**PROBLEM**. Copy out each line of the data holding "failed".
___ SUPPLIED MATERIAL
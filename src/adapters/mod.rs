//! Adapters: concrete implementations of the hexagonal port traits.
//!
//! | Adapter    | Implements    | Connects to                         |
//! |------------|---------------|-------------------------------------|
//! | `hardware` | SensorPort    | 1-Wire probes, DHT22, fan tach      |
//! |            | ActuatorPort  | vent servo PWM, fan PWM + power pin |
//! | `log_sink` | EventSink     | Serial log output                   |
//! | `nvs`      | ModeStorePort | NVS / in-memory store               |
//! |            | ConfigPort    |                                     |
//! | `time`     | -             | ESP32 system timer                  |

pub mod hardware;
pub mod log_sink;
pub mod nvs;
pub mod time;
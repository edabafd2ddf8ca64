//! Ambient (room air) temperature and humidity probe.
//!
//! The DHT22 takes ~5 ms to clock out a frame and returns garbage if it is
//! polled more often than every two seconds, so it runs on its own slow
//! cadence, entirely decoupled from the contact-probe cycle.  A failed read
//! keeps the previous value; the cached reading is only dropped after
//! `failure_limit` consecutive failures.

use log::{debug, warn};

use crate::config::ThermalConfig;
use crate::error::SensorError;
use crate::scheduler::{Interval, Millis};

/// One ambient sample.
#[derive(Debug, Clone, Copy, PartialEq)]
pub struct AmbientReading {
    pub temperature_c: f32,
    pub humidity_pct: f32,
}

impl AmbientReading {
    fn is_plausible(&self) -> bool {
        self.temperature_c.is_finite()
            && self.humidity_pct.is_finite()
            && (-40.0..=80.0).contains(&self.temperature_c)
            && (0.0..=100.0).contains(&self.humidity_pct)
    }
}

/// Hardware side of the ambient probe.
pub trait AmbientProbe {
    fn read(&mut self) -> Result<AmbientReading, SensorError>;
}

/// Slow-cadence wrapper around an [`AmbientProbe`].
pub struct AmbientSampler<A> {
    probe: A,
    cadence: Interval,
    failure_limit: u8,
    consecutive_failures: u8,
    last: Option<AmbientReading>,
}

impl<A: AmbientProbe> AmbientSampler<A> {
    pub fn new(probe: A, config: &ThermalConfig) -> Self {
        Self {
            probe,
            cadence: Interval::immediate(config.ambient_interval_ms),
            failure_limit: config.probe_failure_limit,
            consecutive_failures: 0,
            last: None,
        }
    }

    /// Read the probe if its cadence slot is due.  Returns `true` when a
    /// read was attempted.
    pub fn poll(&mut self, now: Millis) -> bool {
        if self.cadence.poll(now).is_none() {
            return false;
        }
        match self.probe.read() {
            Ok(r) if r.is_plausible() => {
                debug!(
                    "ambient: {:.1}°C {:.0}%RH",
                    r.temperature_c, r.humidity_pct
                );
                self.last = Some(r);
                self.consecutive_failures = 0;
            }
            Ok(r) => self.record_failure(&format_args!("implausible {:?}", r)),
            Err(e) => self.record_failure(&e),
        }
        true
    }

    fn record_failure(&mut self, why: &dyn core::fmt::Display) {
        self.consecutive_failures = self.consecutive_failures.saturating_add(1);
        warn!(
            "ambient read failed ({}), {} in a row",
            why, self.consecutive_failures
        );
        if self.consecutive_failures >= self.failure_limit {
            self.last = None;
        }
    }

    pub fn temperature(&self) -> Option<f32> {
        self.last.map(|r| r.temperature_c)
    }

    pub fn humidity(&self) -> Option<f32> {
        self.last.map(|r| r.humidity_pct)
    }

    pub fn probe_mut(&mut self) -> &mut A {
        &mut self.probe
    }
}

#[cfg(test)]
mod tests {
    use super::*;

    struct Scripted(Result<AmbientReading, SensorError>, u32);

    impl AmbientProbe for Scripted {
        fn read(&mut self) -> Result<AmbientReading, SensorError> {
            self.1 += 1;
            self.0
        }
    }

    const ROOM: AmbientReading = AmbientReading {
        temperature_c: 23.5,
        humidity_pct: 41.0,
    };

    #[test]
    fn reads_once_per_cadence() {
        let mut s = AmbientSampler::new(Scripted(Ok(ROOM), 0), &ThermalConfig::default());
        assert!(s.poll(0));
        assert!(!s.poll(1_000));
        assert!(!s.poll(4_999));
        assert!(s.poll(5_000));
        assert_eq!(s.probe_mut().1, 2);
        assert_eq!(s.temperature(), Some(23.5));
        assert_eq!(s.humidity(), Some(41.0));
    }

    #[test]
    fn failures_keep_last_value_until_limit() {
        let cfg = ThermalConfig::default();
        let mut s = AmbientSampler::new(Scripted(Ok(ROOM), 0), &cfg);
        s.poll(0);
        s.probe_mut().0 = Err(SensorError::ChecksumMismatch);

        let period = u64::from(cfg.ambient_interval_ms);
        for i in 1..u64::from(cfg.probe_failure_limit) {
            s.poll(i * period);
            assert_eq!(s.temperature(), Some(23.5));
        }
        s.poll(u64::from(cfg.probe_failure_limit) * period);
        assert_eq!(s.temperature(), None);
    }

    #[test]
    fn implausible_frame_is_a_failure() {
        let bad = AmbientReading {
            temperature_c: 23.0,
            humidity_pct: 140.0,
        };
        let mut s = AmbientSampler::new(Scripted(Ok(bad), 0), &ThermalConfig::default());
        s.poll(0);
        assert_eq!(s.humidity(), None);
    }
}
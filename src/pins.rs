//! GPIO / peripheral pin assignments for the chamber controller board.
//!
//! Single source of truth: every driver references this module rather than
//! hard-coding pin numbers.  Change a pin here and it propagates everywhere.

// ---------------------------------------------------------------------------
// Vent actuator (continuous-rotation servo)
// ---------------------------------------------------------------------------

/// LEDC PWM output driving the vent servo signal line.
pub const VENT_SERVO_GPIO: i32 = 4;

// ---------------------------------------------------------------------------
// Exhaust fan (4-wire PWM fan behind a high-side power switch)
// ---------------------------------------------------------------------------

/// LEDC PWM channel for fan speed control.
pub const FAN_PWM_GPIO: i32 = 5;
/// Digital output: HIGH = fan powered, LOW = hard-kill (true zero RPM).
pub const FAN_POWER_GPIO: i32 = 6;
/// Open-collector tachometer input, two pulses per revolution.
pub const FAN_TACH_GPIO: i32 = 7;

// ---------------------------------------------------------------------------
// Temperature probes
// ---------------------------------------------------------------------------

/// Shared 1-Wire bus: DS18B20 chamber + intake probes.
pub const ONEWIRE_GPIO: i32 = 8;
/// DHT22 ambient temperature / humidity data line.
pub const AMBIENT_DHT_GPIO: i32 = 9;

// ---------------------------------------------------------------------------
// PWM configuration
// ---------------------------------------------------------------------------

/// Servo frame rate (standard 50 Hz / 20 ms period).
pub const SERVO_PWM_FREQ_HZ: u32 = 50;
/// LEDC base frequency for the fan (25 kHz, Intel 4-wire fan PWM).
pub const FAN_PWM_FREQ_HZ: u32 = 25_000;
//! DS18B20 chamber + intake probes sharing one 1-Wire bus.
//!
//! Both probes convert together (SKIP ROM + CONVERT T) and are then read
//! individually by ROM code.  Conversion latency is owned by
//! [`TemperatureSampler`](crate::sensors::temperature::TemperatureSampler);
//! this driver never waits for it.

use embedded_hal::delay::DelayNs;
use embedded_hal::digital::{InputPin, OutputPin};
use log::{info, warn};

use super::onewire::{crc8, Address, OneWire};
use crate::error::SensorError;
use crate::sensors::temperature::{Probe, ProbeBus};

pub const FAMILY_CODE: u8 = 0x28;
pub const CONVERT_T: u8 = 0x44;
pub const READ_SCRATCHPAD: u8 = 0xBE;

/// Decode a 9-byte scratchpad into °C (12-bit, 1/16 °C per LSB).
pub fn decode_scratchpad(buf: &[u8; 9]) -> Result<f32, SensorError> {
    if crc8(&buf[..8]) != buf[8] {
        return Err(SensorError::ChecksumMismatch);
    }
    let raw = i16::from_le_bytes([buf[0], buf[1]]);
    Ok(f32::from(raw) / 16.0)
}

pub struct Ds18b20Pair<P, D> {
    wire: OneWire<P>,
    delay: D,
    chamber: Option<Address>,
    intake: Option<Address>,
}

impl<P: InputPin + OutputPin, D: DelayNs> Ds18b20Pair<P, D> {
    /// Search the bus and assign probes in ROM order: the lower code is the
    /// chamber probe, the next one the intake probe.  Missing probes read as
    /// disconnected rather than failing construction.
    pub fn discover(mut wire: OneWire<P>, mut delay: D) -> Self {
        let mut found = match wire.search(&mut delay) {
            Ok(found) => found,
            Err(e) => {
                warn!("ds18b20: bus search failed: {}", e);
                heapless::Vec::new()
            }
        };
        found.retain(|a| a.family() == FAMILY_CODE);
        info!("ds18b20: {} probe(s) on bus", found.len());

        let mut probes = found.into_iter();
        Self {
            wire,
            delay,
            chamber: probes.next(),
            intake: probes.next(),
        }
    }

    fn address(&self, probe: Probe) -> Option<Address> {
        match probe {
            Probe::Chamber => self.chamber,
            Probe::Intake => self.intake,
        }
    }
}

impl<P: InputPin + OutputPin, D: DelayNs> ProbeBus for Ds18b20Pair<P, D> {
    fn request_conversion(&mut self) -> Result<(), SensorError> {
        self.wire.send_command(None, CONVERT_T, &mut self.delay)
    }

    fn read_celsius(&mut self, probe: Probe) -> Result<f32, SensorError> {
        let address = self.address(probe).ok_or(SensorError::Disconnected)?;
        self.wire
            .send_command(Some(address), READ_SCRATCHPAD, &mut self.delay)?;

        let mut buf = [0u8; 9];
        for b in &mut buf {
            *b = self.wire.read_byte(&mut self.delay)?;
        }
        decode_scratchpad(&buf)
    }
}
______
**RESULT**.
//! cadence, entirely decoupled from the contact-probe cycle.  A failed read
            "ambient read failed ({}), {} in a row",
                warn!("ds18b20: bus search failed: {}", e);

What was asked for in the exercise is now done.